We invite you to click on the link below for a graphic presentation by Robert Reich of the four ways that corporations engage in union busting. The tactics are classic and they continued to be employed by corporations all around the country. Reich was Secretary of Labor in Bill Clinton’s administration and is currently a Professor of Public Policy at the University of California, Berkeley.

https://www.youtube.com/watch?v=e-rvGV9I5hQ‎

Workers at Medieval Times have formed the dinner-theater chain’s first labor union, bringing collective bargaining to a castle in northern New Jersey.

The knights, squires, show cast and stablehands at the Lyndhurst location voted 26 to 11 in favor of joining the American Guild of Variety Artists following a ballot count June i5, according to the union. The National Labor Relations Board, which oversaw the election, has not yet certified the results.

Medieval Times workers in New Jersey have been organizing to improve their pay and working conditions, with a particular focus on safety. The Middle Ages-themed shows involve jousting on horseback and other dangerous stunts, all in front of an unpredictable and sometimes rowdy crowd.

Medieval Times opposed the organizing effort. The company hired a union-avoidance consultant who held meetings at the castle with employees at a cost of $3,200 per day, plus expenses.

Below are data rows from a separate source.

//! Integration tests for the scheduling core
//!
//! These tests verify the complete workflow of:
//! - Schedule generation through campaign activation
//! - Reconciliation on cadence changes
//! - Dispatch, retry, and the single-executing invariant
//! - Restart restoration from persisted occurrences

use async_trait::async_trait;
use chrono::{Duration, Utc};
use std::sync::atomic::{AtomicUsize, Ordering};
use std::sync::Arc;

use cadence::config::Config;
use cadence::models::{
    CampaignSpec, Channel, Frequency, Occurrence, OccurrenceStatus,
};
use cadence::orchestrator::Orchestrator;
use cadence::publish::{
    ChannelContent, MockMetricsProvider, MockPublisher, PublishError, PublishReceipt, Publisher,
};
use cadence::scheduler::{JobPayload, JobStore};
use cadence::storage::Database;

// ============================================================================
// Helpers
// ============================================================================

fn fast_config() -> Config {
    let mut config = Config::default();
    config.scheduler.tick_ms = 10;
    config.scheduler.horizon_months = 1;
    config.executor.retry_delay_secs = 1;
    config.budget.total_budget = 1_000.0;
    config
}

fn weekly_spec(offset_secs: i64) -> CampaignSpec {
    CampaignSpec {
        name: "integration-weekly".to_string(),
        product_id: None,
        channel: Channel::Facebook,
        frequency: Frequency::Weekly,
        start_time: Utc::now() + Duration::seconds(offset_secs),
        budget: 400.0,
    }
}

/// Publisher that records how many publishes run concurrently
struct TrackingPublisher {
    inner: MockPublisher,
    in_flight: AtomicUsize,
    max_in_flight: AtomicUsize,
    delay: std::time::Duration,
}

impl TrackingPublisher {
    fn new(delay: std::time::Duration) -> Self {
        Self {
            inner: MockPublisher::new(),
            in_flight: AtomicUsize::new(0),
            max_in_flight: AtomicUsize::new(0),
            delay,
        }
    }

    fn max_seen(&self) -> usize {
        self.max_in_flight.load(Ordering::SeqCst)
    }
}

#[async_trait]
impl Publisher for TrackingPublisher {
    async fn publish(
        &self,
        channel: Channel,
        content: &ChannelContent,
    ) -> Result<PublishReceipt, PublishError> {
        let current = self.in_flight.fetch_add(1, Ordering::SeqCst) + 1;
        self.max_in_flight.fetch_max(current, Ordering::SeqCst);

        tokio::time::sleep(self.delay).await;
        let result = self.inner.publish(channel, content).await;

        self.in_flight.fetch_sub(1, Ordering::SeqCst);
        result
    }
}

// ============================================================================
// Schedule generation through activation
// ============================================================================

#[tokio::test]
async fn test_weekly_campaign_over_one_month_yields_five_occurrences() {
    let db = Arc::new(Database::in_memory().unwrap());
    let orch = Orchestrator::new(
        fast_config(),
        Arc::clone(&db),
        Arc::new(MockPublisher::new()),
        Arc::new(MockMetricsProvider::new()),
    );

    let spec = weekly_spec(60);
    let start = spec.start_time;
    let campaign = orch.service().create_campaign(spec).unwrap();
    orch.service().activate_campaign(campaign.id).await.unwrap();

    let occurrences = db.occurrences_for_campaign(campaign.id).unwrap();
    assert_eq!(occurrences.len(), 5);

    // Exactly days 0, 7, 14, 21, 28 from the start time
    for (i, occurrence) in occurrences.iter().enumerate() {
        assert_eq!(
            occurrence.scheduled_time,
            start + Duration::days(7 * i as i64),
            "occurrence {i} at wrong offset"
        );
        assert_eq!(occurrence.status, OccurrenceStatus::Pending);
        assert!(occurrence.job_handle.is_some());
    }
}

#[tokio::test]
async fn test_frequency_change_replaces_entire_cadence() {
    let db = Arc::new(Database::in_memory().unwrap());
    let orch = Orchestrator::new(
        fast_config(),
        Arc::clone(&db),
        Arc::new(MockPublisher::new()),
        Arc::new(MockMetricsProvider::new()),
    );

    let campaign = orch.service().create_campaign(weekly_spec(3600)).unwrap();
    orch.service().activate_campaign(campaign.id).await.unwrap();

    let old_times: Vec<_> = db
        .open_occurrences(campaign.id)
        .unwrap()
        .iter()
        .map(|o| o.scheduled_time)
        .collect();

    let new_start = Utc::now() + Duration::hours(2);
    orch.service()
        .update_schedule(campaign.id, Frequency::Daily, new_start)
        .await
        .unwrap();

    let open = db.open_occurrences(campaign.id).unwrap();

    // No survivor from the weekly cadence
    for occurrence in &open {
        assert!(
            !old_times.contains(&occurrence.scheduled_time),
            "stale occurrence at {} survived the cadence change",
            occurrence.scheduled_time
        );
    }

    // Daily over a one-month horizon
    assert_eq!(open.len(), 31);
    assert_eq!(orch.job_store().len().await, 31);
}

#[tokio::test]
async fn test_monthly_campaign_from_jan_31_lands_on_feb_end() {
    use cadence::scheduler::ScheduleGenerator;
    use chrono::TimeZone;

    let start = Utc.with_ymd_and_hms(2026, 1, 31, 9, 0, 0).unwrap();
    let seq = ScheduleGenerator::new()
        .generate(start, Frequency::Monthly, 3)
        .unwrap();

    assert_eq!(seq[1], Utc.with_ymd_and_hms(2026, 2, 28, 9, 0, 0).unwrap());
    assert_eq!(seq[2], Utc.with_ymd_and_hms(2026, 3, 28, 9, 0, 0).unwrap());
}

// ============================================================================
// Cancellation semantics
// ============================================================================

#[tokio::test]
async fn test_cancel_is_a_stable_noop() {
    let store = JobStore::new();
    store
        .schedule_once("exists", Utc::now() + Duration::hours(1), JobPayload::Rebalance)
        .await;

    assert!(store.cancel("exists").await);
    assert!(!store.cancel("exists").await);
    assert!(!store.cancel("exists").await);
    assert!(!store.cancel("never-was").await);
}

#[tokio::test]
async fn test_double_pause_is_harmless() {
    let db = Arc::new(Database::in_memory().unwrap());
    let orch = Orchestrator::new(
        fast_config(),
        Arc::clone(&db),
        Arc::new(MockPublisher::new()),
        Arc::new(MockMetricsProvider::new()),
    );

    let campaign = orch.service().create_campaign(weekly_spec(3600)).unwrap();
    orch.service().activate_campaign(campaign.id).await.unwrap();

    orch.service().pause_campaign(campaign.id).await.unwrap();
    orch.service().pause_campaign(campaign.id).await.unwrap();

    assert!(db.open_occurrences(campaign.id).unwrap().is_empty());
    assert!(orch.job_store().is_empty().await);
}

// ============================================================================
// Dispatch and execution
// ============================================================================

#[tokio::test]
async fn test_at_most_one_occurrence_executes_per_campaign() {
    let db = Arc::new(Database::in_memory().unwrap());
    let publisher = Arc::new(TrackingPublisher::new(std::time::Duration::from_millis(200)));
    let orch = Orchestrator::new(
        fast_config(),
        Arc::clone(&db),
        Arc::clone(&publisher) as Arc<dyn Publisher>,
        Arc::new(MockMetricsProvider::new()),
    );

    // Future-dated schedule so activation itself dispatches nothing
    let campaign = orch.service().create_campaign(weekly_spec(3600)).unwrap();
    orch.service().activate_campaign(campaign.id).await.unwrap();

    // Three overdue occurrences all fire on the first tick
    let mut overdue_ids = Vec::new();
    for i in 0..3 {
        let handle = format!("overdue-{i}");
        let occurrence = Occurrence::new(
            campaign.id,
            Utc::now() - Duration::minutes(10 - i as i64),
        )
        .with_job_handle(&handle);
        db.insert_occurrence(&occurrence).unwrap();
        orch.job_store()
            .schedule_once(
                handle,
                occurrence.scheduled_time,
                JobPayload::ExecuteOccurrence {
                    campaign_id: campaign.id,
                    occurrence_id: occurrence.id,
                },
            )
            .await;
        overdue_ids.push(occurrence.id);
    }

    orch.start().await.unwrap();
    // Two deferrals of one second each, plus execution time
    tokio::time::sleep(std::time::Duration::from_secs(4)).await;
    orch.shutdown().await;

    assert_eq!(
        publisher.max_seen(),
        1,
        "two occurrences of one campaign executed concurrently"
    );

    for id in overdue_ids {
        let occurrence = db.get_occurrence(id).unwrap().unwrap();
        assert_eq!(
            occurrence.status,
            OccurrenceStatus::Completed,
            "overdue occurrence was dropped instead of coalesced"
        );
    }
}

#[tokio::test]
async fn test_failed_attempt_retries_and_completes() {
    let db = Arc::new(Database::in_memory().unwrap());
    let orch = Orchestrator::new(
        fast_config(),
        Arc::clone(&db),
        Arc::new(MockPublisher::new().with_failures(1)),
        Arc::new(MockMetricsProvider::new()),
    );

    let campaign = orch.service().create_campaign(weekly_spec(1)).unwrap();
    orch.service().activate_campaign(campaign.id).await.unwrap();

    orch.start().await.unwrap();
    // First fire fails, retry lands one second later
    tokio::time::sleep(std::time::Duration::from_millis(3_500)).await;
    orch.shutdown().await;

    let occurrences = db.occurrences_for_campaign(campaign.id).unwrap();
    let first = &occurrences[0];
    assert_eq!(first.status, OccurrenceStatus::Completed);
    assert_eq!(first.attempt, 2, "expected one failure and one retry");
    assert_eq!(db.metric_count(campaign.id).unwrap(), 1);
}

#[tokio::test]
async fn test_restart_restores_and_coalesces_overdue_work() {
    let db = Arc::new(Database::in_memory().unwrap());

    // First runtime sets up the campaign, then goes away without running
    {
        let orch = Orchestrator::new(
            fast_config(),
            Arc::clone(&db),
            Arc::new(MockPublisher::new()),
            Arc::new(MockMetricsProvider::new()),
        );
        let campaign = orch.service().create_campaign(weekly_spec(3600)).unwrap();
        orch.service().activate_campaign(campaign.id).await.unwrap();

        // An occurrence that came due while the process was down,
        // well past the misfire grace period
        let missed = Occurrence::new(campaign.id, Utc::now() - Duration::hours(2))
            .with_job_handle("missed-while-down");
        db.insert_occurrence(&missed).unwrap();
    }

    // Second runtime starts from storage alone
    let orch = Orchestrator::new(
        fast_config(),
        Arc::clone(&db),
        Arc::new(MockPublisher::new()),
        Arc::new(MockMetricsProvider::new()),
    );
    orch.start().await.unwrap();
    tokio::time::sleep(std::time::Duration::from_millis(500)).await;
    orch.shutdown().await;

    let campaigns = db.list_campaigns().unwrap();
    let occurrences = db.occurrences_for_campaign(campaigns[0].id).unwrap();
    let missed = occurrences
        .iter()
        .find(|o| o.job_handle.as_deref() == Some("missed-while-down"))
        .expect("missed occurrence should survive the restart");

    assert_eq!(
        missed.status,
        OccurrenceStatus::Completed,
        "overdue occurrence must run coalesced, not be skipped"
    );
}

The union in Lyndhurst would include about 40 workers, most of them performing in the show or working in the stables, where the castle keeps about two dozen horses. The American Guild of Variety Artists represents workers in other theaters and touring shows, including the Rockettes and performers at Disneyland.

Medieval Times workers often put on two or three two-hour shows in a day and must regularly rehearse to stay safe. Knights mock-fight in heavy gear, smash lances as they ride and jump from horseback, while stablehands and squires handle horses that can get excited by the crowds. The queen and other actors run the show and often have to keep the crowd in check while staying in character.